### Exercise
List all lines of the data containing the word "HashMap".

### Material supplied
________

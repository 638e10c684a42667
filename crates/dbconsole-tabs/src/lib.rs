//! dbconsole Tab Management
//!
//! Object viewer tabs are bound to one navigation node and show one of the
//! registered pages (data viewer, properties, ...). The tab manager owns the
//! tabs and raises the select / restore / close hooks of the page a tab shows.

mod error;
mod manager;
mod page;
mod state;
mod tab;

pub use error::{HookError, TabError};
pub use manager::TabManager;
pub use page::{PageDescriptor, PageHandle, PageHooks, PageRegistry};
pub use state::TabState;
pub use tab::{HandlerState, Tab};

pub type Result<T> = std::result::Result<T, TabError>;
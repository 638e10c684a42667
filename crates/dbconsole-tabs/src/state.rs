//! Tab State Machine
//!
//! ```text
//! Unloaded  (persisted, waiting for its page to accept a restore)
//!   ↓ restore
//! Background
//!   ↕ select / blur
//! Active
//! ```

use serde::{Deserialize, Serialize};

#[derive(Debug, Clone, Copy, PartialEq, Eq, Serialize, Deserialize)]
#[serde(rename_all = "lowercase")]
pub enum TabState {
    /// Loaded from storage, page has not accepted it yet
    Unloaded,
    /// Open but not selected
    Background,
    /// Currently selected
    Active,
}

impl TabState {
    /// Check if transition to another state is valid
    pub fn can_transition_to(&self, target: TabState) -> bool {
        match (self, target) {
            (TabState::Unloaded, TabState::Background) => true,
            (TabState::Background, TabState::Active) => true,
            (TabState::Active, TabState::Background) => true,
            // Same state is always valid (no-op)
            (a, b) if *a == b => true,
            // Unloaded tabs must be restored before they can be selected
            _ => false,
        }
    }

    pub fn as_str(&self) -> &'static str {
        match self {
            TabState::Unloaded => "unloaded",
            TabState::Background => "background",
            TabState::Active => "active",
        }
    }
}

impl std::fmt::Display for TabState {
    fn fmt(&self, f: &mut std::fmt::Formatter<'_>) -> std::fmt::Result {
        write!(f, "{}", self.as_str())
    }
}

impl std::str::FromStr for TabState {
    type Err = String;

    fn from_str(s: &str) -> Result<Self, Self::Err> {
        match s.to_lowercase().as_str() {
            "unloaded" => Ok(TabState::Unloaded),
            "background" => Ok(TabState::Background),
            "active" => Ok(TabState::Active),
            _ => Err(format!("Unknown tab state: {}", s)),
        }
    }
}
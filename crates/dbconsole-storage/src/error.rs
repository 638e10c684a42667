//! Storage error types

use thiserror::Error;

#[derive(Error, Debug)]
pub enum StorageError {
    #[error("SQLite error: {0}")]
    Sqlite(#[from] rusqlite::Error),
}
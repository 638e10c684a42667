//! Tab lifecycle coordination
//!
//! Select creates the tab's table model once, restore refreshes the node,
//! close releases the model. Node loads are the only suspension points;
//! a tab closed while its select is still loading gets no model.

use async_trait::async_trait;
use parking_lot::Mutex;
use std::collections::HashMap;
use std::sync::atomic::{AtomicU64, Ordering};
use std::sync::Arc;

use dbconsole_navigation::{connection_node_id_to_connection_id, NodeLoader};
use dbconsole_tabs::{HookError, PageHooks, Tab};

use crate::table_model::TableModelStore;
use crate::Result;

/// Page hooks that keep one table model per open data viewer tab
pub struct TabLifecycleCoordinator {
    loader: Arc<dyn NodeLoader>,
    tables: TableModelStore,
    /// Open tabs and the epoch they were first seen in
    open_tabs: Mutex<HashMap<String, u64>>,
    next_epoch: AtomicU64,
}

impl TabLifecycleCoordinator {
    pub fn new(loader: Arc<dyn NodeLoader>, tables: TableModelStore) -> Self {
        Self {
            loader,
            tables,
            open_tabs: Mutex::new(HashMap::new()),
            next_epoch: AtomicU64::new(0),
        }
    }

    pub fn tables(&self) -> &TableModelStore {
        &self.tables
    }

    /// Bind a table model to the tab if its node holds data.
    ///
    /// Load failures propagate to the caller.
    pub async fn select(&self, tab: &Tab) -> Result<()> {
        let epoch = self.track(&tab.id);
        let node = self
            .loader
            .load(&tab.handler_state.node_identity())
            .await?;

        if !node.has_data() {
            tracing::debug!(tab_id = %tab.id, node_id = %node.id, "Node has no data");
            return Ok(());
        }

        if self.tables.has(&tab.id) {
            return Ok(());
        }

        let Some(connection_node_id) = node.container_info().connection_id.as_deref() else {
            tracing::debug!(tab_id = %tab.id, node_id = %node.id, "Node is outside any connection");
            return Ok(());
        };

        if !self.is_current(&tab.id, epoch) {
            tracing::debug!(tab_id = %tab.id, "Tab closed while its node was loading");
            return Ok(());
        }

        self.tables.create(
            &tab.id,
            connection_node_id_to_connection_id(connection_node_id),
            tab.object_id(),
        )?;

        Ok(())
    }

    /// Reload the tab's node; the tab stays restorable whenever it loads
    pub async fn restore(&self, tab: &Tab) -> Result<bool> {
        self.loader
            .load(&tab.handler_state.node_identity())
            .await?;
        self.track(&tab.id);
        Ok(true)
    }

    pub fn close(&self, tab: &Tab) {
        self.open_tabs.lock().remove(&tab.id);
        if self.tables.remove(&tab.id).is_none() {
            tracing::debug!(tab_id = %tab.id, "Closed tab had no table model");
        }
    }

    fn track(&self, tab_id: &str) -> u64 {
        *self
            .open_tabs
            .lock()
            .entry(tab_id.to_string())
            .or_insert_with(|| self.next_epoch.fetch_add(1, Ordering::SeqCst))
    }

    fn is_current(&self, tab_id: &str, epoch: u64) -> bool {
        self.open_tabs.lock().get(tab_id) == Some(&epoch)
    }

    #[cfg(test)]
    fn is_tracked(&self, tab_id: &str) -> bool {
        self.open_tabs.lock().contains_key(tab_id)
    }
}

#[async_trait]
impl PageHooks for TabLifecycleCoordinator {
    async fn on_select(&self, tab: &Tab) -> std::result::Result<(), HookError> {
        Ok(self.select(tab).await?)
    }

    async fn on_restore(&self, tab: &Tab) -> std::result::Result<bool, HookError> {
        Ok(self.restore(tab).await?)
    }

    fn on_close(&self, tab: &Tab) {
        self.close(tab)
    }
}

#[cfg(test)]
mod tests {
    use super::*;
    use crate::error::DataViewerError;
    use dbconsole_navigation::{
        InMemoryNodeLoader, NavigationError, Node, NodeFeature, NodeIdentity,
    };
    use tokio::sync::Notify;

    fn loader() -> InMemoryNodeLoader {
        let loader = InMemoryNodeLoader::new();
        loader.insert(Node::new("database://c1", None, "c1").with_feature(NodeFeature::Connection));
        loader.insert(
            Node::new("o1", Some("database://c1"), "orders").with_feature(NodeFeature::DataContainer),
        );
        loader.insert(
            Node::new("tables", Some("database://c1"), "Tables").with_feature(NodeFeature::Folder),
        );
        loader.insert(Node::new("loose", None, "loose").with_feature(NodeFeature::DataContainer));
        loader
    }

    fn tab(id: &str, object_id: &str) -> Tab {
        let mut tab = Tab::new(
            "data-viewer".to_string(),
            object_id.to_string(),
            Some("database://c1".to_string()),
        )
        .unwrap();
        tab.id = id.to_string();
        tab
    }

    fn coordinator(loader: InMemoryNodeLoader) -> TabLifecycleCoordinator {
        TabLifecycleCoordinator::new(Arc::new(loader), TableModelStore::new())
    }

    #[tokio::test]
    async fn test_select_binds_table_model() {
        let coordinator = coordinator(loader());
        coordinator.select(&tab("t1", "o1")).await.unwrap();

        let model = coordinator.tables().get("t1").unwrap();
        assert_eq!(model.id, "t1");
        assert_eq!(model.connection_id, "c1");
        assert_eq!(model.container_node_id, "o1");
    }

    #[tokio::test]
    async fn test_select_twice_creates_once() {
        let coordinator = coordinator(loader());
        let t1 = tab("t1", "o1");

        coordinator.select(&t1).await.unwrap();
        let first = coordinator.tables().get("t1").unwrap();
        coordinator.select(&t1).await.unwrap();

        assert_eq!(coordinator.tables().len(), 1);
        assert_eq!(coordinator.tables().get("t1").unwrap(), first);
    }

    #[tokio::test]
    async fn test_two_tabs_same_object() {
        let coordinator = coordinator(loader());
        let t1 = tab("t1", "o1");
        let t2 = tab("t2", "o1");

        coordinator.select(&t1).await.unwrap();
        coordinator.select(&t2).await.unwrap();
        assert_eq!(coordinator.tables().tab_ids(), vec!["t1", "t2"]);

        coordinator.close(&t1);
        assert!(!coordinator.tables().has("t1"));
        assert!(coordinator.tables().has("t2"));
    }

    #[tokio::test]
    async fn test_select_without_data_or_connection() {
        let coordinator = coordinator(loader());

        coordinator.select(&tab("t1", "tables")).await.unwrap();
        coordinator.select(&tab("t2", "loose")).await.unwrap();

        assert!(coordinator.tables().is_empty());
    }

    #[tokio::test]
    async fn test_select_load_failure_propagates() {
        let coordinator = coordinator(loader());
        let result = coordinator.select(&tab("t1", "missing")).await;

        assert!(matches!(
            result,
            Err(DataViewerError::Navigation(NavigationError::NodeNotFound(_)))
        ));
        assert!(!coordinator.tables().has("t1"));
    }

    #[tokio::test]
    async fn test_close_releases_model() {
        let coordinator = coordinator(loader());
        let t1 = tab("t1", "o1");

        // Closing before any select is a no-op
        coordinator.close(&t1);

        coordinator.select(&t1).await.unwrap();
        coordinator.close(&t1);
        assert!(!coordinator.tables().has("t1"));

        // Reopening rebinds
        coordinator.select(&t1).await.unwrap();
        assert!(coordinator.tables().has("t1"));
    }

    #[tokio::test]
    async fn test_restore_reloads_node() {
        let nodes = loader();
        let coordinator = coordinator(nodes.clone());

        assert!(coordinator.restore(&tab("t1", "o1")).await.unwrap());
        assert_eq!(nodes.load_count(), 1);
        assert!(coordinator.tables().is_empty());

        let result = coordinator.restore(&tab("t2", "missing")).await;
        assert!(result.is_err());
    }

    #[tokio::test]
    async fn test_failed_restore_leaves_no_open_tab() {
        let coordinator = coordinator(loader());

        assert!(coordinator.restore(&tab("t1", "missing")).await.is_err());
        assert!(!coordinator.is_tracked("t1"));

        assert!(coordinator.restore(&tab("t2", "o1")).await.unwrap());
        assert!(coordinator.is_tracked("t2"));
        coordinator.close(&tab("t2", "o1"));
        assert!(!coordinator.is_tracked("t2"));
    }

    #[tokio::test]
    async fn test_hooks_box_errors() {
        let coordinator = coordinator(loader());
        let err = coordinator
            .on_select(&tab("t1", "missing"))
            .await
            .unwrap_err();
        assert_eq!(err.to_string(), "Navigation error: Node not found: missing");
    }

    struct GatedLoader {
        inner: InMemoryNodeLoader,
        entered: Arc<Notify>,
        release: Arc<Notify>,
    }

    #[async_trait]
    impl NodeLoader for GatedLoader {
        async fn load(&self, identity: &NodeIdentity) -> dbconsole_navigation::Result<Node> {
            self.entered.notify_one();
            self.release.notified().await;
            self.inner.load(identity).await
        }
    }

    #[tokio::test]
    async fn test_close_during_select_load() {
        let entered = Arc::new(Notify::new());
        let release = Arc::new(Notify::new());
        let coordinator = Arc::new(TabLifecycleCoordinator::new(
            Arc::new(GatedLoader {
                inner: loader(),
                entered: entered.clone(),
                release: release.clone(),
            }),
            TableModelStore::new(),
        ));
        let t1 = tab("t1", "o1");

        let pending = {
            let coordinator = coordinator.clone();
            let t1 = t1.clone();
            tokio::spawn(async move { coordinator.select(&t1).await })
        };

        entered.notified().await;
        coordinator.close(&t1);
        release.notify_one();

        pending.await.unwrap().unwrap();
        assert!(!coordinator.tables().has("t1"));
    }
}
//! Table models
//!
//! One table model per object viewer tab, keyed by tab id.

use chrono::{DateTime, Utc};
use parking_lot::RwLock;
use std::collections::HashMap;
use std::sync::Arc;

use crate::error::DataViewerError;
use crate::Result;

/// Data grid session of one tab
#[derive(Debug, Clone, PartialEq, Eq)]
pub struct TableModel {
    /// Id of the owning tab
    pub id: String,
    /// Bare connection id, without the `database://` prefix
    pub connection_id: String,
    /// Node shown in the grid
    pub container_node_id: String,
    pub created_at: DateTime<Utc>,
}

/// Table models of open tabs, keyed by tab id
#[derive(Clone, Default)]
pub struct TableModelStore {
    models: Arc<RwLock<HashMap<String, TableModel>>>,
}

impl TableModelStore {
    pub fn new() -> Self {
        Self::default()
    }

    pub fn has(&self, tab_id: &str) -> bool {
        self.models.read().contains_key(tab_id)
    }

    /// Create the model for a tab.
    ///
    /// Fails with `ResourceConflict` if the tab already has one; the
    /// existing model is left untouched.
    pub fn create(&self, tab_id: &str, connection_id: &str, object_id: &str) -> Result<TableModel> {
        let mut models = self.models.write();
        if models.contains_key(tab_id) {
            return Err(DataViewerError::ResourceConflict(tab_id.to_string()));
        }

        let model = TableModel {
            id: tab_id.to_string(),
            connection_id: connection_id.to_string(),
            container_node_id: object_id.to_string(),
            created_at: Utc::now(),
        };
        models.insert(tab_id.to_string(), model.clone());

        tracing::info!(
            tab_id = %tab_id,
            connection_id = %connection_id,
            object_id = %object_id,
            "Created table model"
        );

        Ok(model)
    }

    pub fn get(&self, tab_id: &str) -> Option<TableModel> {
        self.models.read().get(tab_id).cloned()
    }

    /// Remove a model, a no-op when none exists
    pub fn remove(&self, tab_id: &str) -> Option<TableModel> {
        let removed = self.models.write().remove(tab_id);
        if removed.is_some() {
            tracing::info!(tab_id = %tab_id, "Removed table model");
        }
        removed
    }

    pub fn len(&self) -> usize {
        self.models.read().len()
    }

    pub fn is_empty(&self) -> bool {
        self.models.read().is_empty()
    }

    pub fn tab_ids(&self) -> Vec<String> {
        let mut ids: Vec<String> = self.models.read().keys().cloned().collect();
        ids.sort();
        ids
    }
}
//! dbconsole Data Viewer
//!
//! Binds a data grid session (table model) to each object viewer tab that
//! shows a data container:
//! - navigation to a data node in a new tab switches the tab to this page
//! - selecting the tab creates its table model once
//! - closing the tab releases it

mod binder;
mod coordinator;
mod error;
mod notification;
mod service;
mod table_model;

pub use binder::{NavigationBinder, NAVIGATION_ERROR_MESSAGE};
pub use coordinator::TabLifecycleCoordinator;
pub use error::DataViewerError;
pub use notification::{NotificationSink, TracingNotificationSink};
pub use service::{DataViewerPagePlacement, DataViewerTabService, DATA_VIEWER_PAGE_KEY};
pub use table_model::{TableModel, TableModelStore};

pub type Result<T> = std::result::Result<T, DataViewerError>;
//! Navigation event bus
//!
//! Handlers are registered once and receive every navigation event. A
//! registration removes its handler when disposed or dropped.

use async_trait::async_trait;
use futures_util::future::join_all;
use parking_lot::RwLock;
use std::sync::atomic::{AtomicU64, Ordering};
use std::sync::{Arc, Weak};

use crate::event::NavigationEvent;

type HandlerTable = RwLock<Vec<(u64, Arc<dyn NavigationHandler>)>>;

#[async_trait]
pub trait NavigationHandler: Send + Sync {
    /// Handlers contain their own failures; the bus never sees them.
    async fn handle(&self, event: &NavigationEvent);
}

#[derive(Clone, Default)]
pub struct Navigator {
    handlers: Arc<HandlerTable>,
    next_id: Arc<AtomicU64>,
}

impl Navigator {
    pub fn new() -> Self {
        Self::default()
    }

    pub fn add_handler(&self, handler: Arc<dyn NavigationHandler>) -> HandlerRegistration {
        let id = self.next_id.fetch_add(1, Ordering::SeqCst);
        self.handlers.write().push((id, handler));

        tracing::debug!(handler_id = id, "Registered navigation handler");

        HandlerRegistration {
            id,
            handlers: Arc::downgrade(&self.handlers),
        }
    }

    pub fn handler_count(&self) -> usize {
        self.handlers.read().len()
    }

    /// Dispatch an event to every handler and wait for all of them
    pub async fn navigate(&self, event: NavigationEvent) {
        let handlers: Vec<Arc<dyn NavigationHandler>> = self
            .handlers
            .read()
            .iter()
            .map(|(_, handler)| Arc::clone(handler))
            .collect();

        tracing::debug!(
            node_id = %event.node_info.node_id,
            navigation_type = ?event.node_info.navigation_type,
            handlers = handlers.len(),
            "Dispatching navigation event"
        );

        join_all(handlers.iter().map(|handler| handler.handle(&event))).await;
    }
}

/// Keeps a handler registered until disposed or dropped
#[must_use = "dropping the registration removes the handler"]
pub struct HandlerRegistration {
    id: u64,
    handlers: Weak<HandlerTable>,
}

impl HandlerRegistration {
    pub fn dispose(self) {}
}

impl Drop for HandlerRegistration {
    fn drop(&mut self) {
        if let Some(handlers) = self.handlers.upgrade() {
            handlers.write().retain(|(id, _)| *id != self.id);
            tracing::debug!(handler_id = self.id, "Removed navigation handler");
        }
    }
}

________

### Exercise solution
use std::collections::HashMap;
    open_tabs: Mutex<HashMap<String, u64>>,
            open_tabs: Mutex::new(HashMap::new()),
use std::collections::HashMap;
    models: Arc<RwLock<HashMap<String, TableModel>>>,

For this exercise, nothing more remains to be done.